[Python-Dev] removing nested tuple function parameters
Steven Bethard
steven.bethard at gmail.com
Mon Sep 19 17:50:01 CEST 2005
Greg Ewing wrote:
> François Pinard wrote:
>
> > The only practical reason to like this feature is sparing the need of
> > finding an otherwise useless name for the formal argument.
>
> If the argument represents a coherent enough concept
> to be passed in as a tuple in the first place, it
> should be possible to find a meaningful name for it.
> Otherwise the elements should probably be passed in
> as separate arguments.
But sometimes you don't have this option. If I have a class that I'd
like to support an indexing operation like:
obj[x, y]
then the natural __getitem__ signature will look like:
def __getitem__(self, (x, y)):
...
Note that I definitely can't write this as:
def __getitem__(self, x, y):
...
because __getitem__ is always called with a single argument, not two.

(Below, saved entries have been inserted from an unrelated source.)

//! Route evaluator: structural checks and monetary re-tracing.

use std::collections::HashSet;

use super::{Violation, ViolationType};
use crate::config::RoutingConfig;
use crate::error::Result;
use crate::graph::{CostModel, LocationGraph};
use crate::models::Route;
use crate::objective::{ObjectiveKind, Step};

/// Checks that routes are complete tours and recomputes their totals.
///
/// # Examples
///
/// ```
/// use u_dispatch::config::RoutingConfig;
/// use u_dispatch::constructive::build_route_for;
/// use u_dispatch::evaluation::RouteEvaluator;
/// use u_dispatch::graph::LocationGraph;
/// use u_dispatch::models::{Route, Stop};
/// use u_dispatch::objective::ObjectiveKind;
///
/// let graph = LocationGraph::complete(vec![
///     Stop::depot(0, 0.0, 0.0),
///     Stop::customer(1, 3.0, 4.0, 10.0, 3.0),
///     Stop::customer(2, 8.0, 1.0, 12.0, 2.0),
/// ])
/// .unwrap();
/// let config = RoutingConfig::default();
/// let evaluator = RouteEvaluator::new(&graph, &config);
///
/// let (route, total) = build_route_for(&graph, 0, ObjectiveKind::Fairness, &config).unwrap();
/// assert!(evaluator.is_well_formed(&route));
///
/// let driver_total = evaluator.retrace_value(&route, ObjectiveKind::Driver).unwrap();
/// assert!((driver_total - total).abs() < 1e-9);
///
/// assert!(!evaluator.is_well_formed(&Route::from_ids(0, vec![0, 1, 0])));
/// ```
pub struct RouteEvaluator<'a> {
    graph: &'a LocationGraph,
    config: &'a RoutingConfig,
}

impl<'a> RouteEvaluator<'a> {
    /// Creates a new evaluator for the given graph and configuration.
    pub fn new(graph: &'a LocationGraph, config: &'a RoutingConfig) -> Self {
        Self { graph, config }
    }

    /// Lists every structural violation of `route`.
    ///
    /// A well-formed route starts and ends at the depot, never passes the
    /// depot in between, and visits each customer exactly once.
    pub fn violations(&self, route: &Route) -> Vec<Violation> {
        let depot = self.graph.depot().id();
        let ids = route.stop_ids();
        let mut violations = Vec::new();

        match ids.first() {
            Some(&first) if first == depot => {}
            found => violations.push(Violation::new(ViolationType::MissingStartDepot {
                found: found.copied(),
            })),
        }
        if ids.len() < 2 || ids.last() != Some(&depot) {
            violations.push(Violation::new(ViolationType::MissingEndDepot {
                found: ids.last().copied(),
            }));
        }

        let inner = if ids.len() > 2 { &ids[1..ids.len() - 1] } else { &[][..] };
        let mut seen = HashSet::new();
        for (offset, &id) in inner.iter().enumerate() {
            if id == depot {
                violations.push(Violation::new(ViolationType::DepotMidRoute {
                    position: offset + 1,
                }));
            } else if !self.graph.contains(id) {
                violations.push(Violation::new(ViolationType::UnknownStop { stop_id: id }));
            } else if !seen.insert(id) {
                violations.push(Violation::new(ViolationType::RepeatedCustomer {
                    customer_id: id,
                }));
            }
        }

        for customer in self.graph.customers() {
            if !seen.contains(&customer.id()) {
                violations.push(Violation::new(ViolationType::MissingCustomer {
                    customer_id: customer.id(),
                }));
            }
        }

        violations
    }

    /// `true` if [`RouteEvaluator::violations`] finds nothing.
    pub fn is_well_formed(&self, route: &Route) -> bool {
        self.violations(route).is_empty()
    }

    /// Recomputes the monetary total of a route under `kind`'s `value()`.
    ///
    /// Legs into a customer add the objective value, priced with the
    /// explicit link cost when one exists and by distance otherwise. Legs
    /// into the depot subtract the distance-priced return cost. Selection
    /// bonuses play no part.
    pub fn retrace_value(&self, route: &Route, kind: ObjectiveKind) -> Result<f64> {
        let objective = kind.objective(self.config);
        let cost_model = CostModel::from_config(self.config);
        let mut total = 0.0;

        for (from_id, to_id) in route.legs() {
            let from = self.graph.stop(from_id)?;
            let to = self.graph.stop(to_id)?;
            let distance = self.graph.distance(from_id, to_id)?;

            if to.is_depot() {
                total -= cost_model.travel_cost(distance);
                continue;
            }

            let travel_cost = self
                .graph
                .link(from_id, to_id)?
                .and_then(|link| link.travel_cost)
                .unwrap_or_else(|| cost_model.travel_cost(distance));
            let step = Step {
                from,
                to,
                distance,
                travel_cost,
            };
            total += objective.value(&step);
        }

        Ok(total)
    }
}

Of course, I can give the parameter a name and do the tuple unpacking
manually (e.g. x, y = x_y), but I'm not sure I understand yet what we
gain by making __getitem__ harder to use with tuples.
I guess if tuple unpacking in function parameters goes away, I think
we should change the __getitem__ machinery so that:
obj[x1, x2, ..., xN]
is translated to:
obj.__getitem__(x1, x2, ..., xN)
where __getitem__ would now have to take a *args when called with tuples.
STeVe
--
You can wordify anything if you just verb it.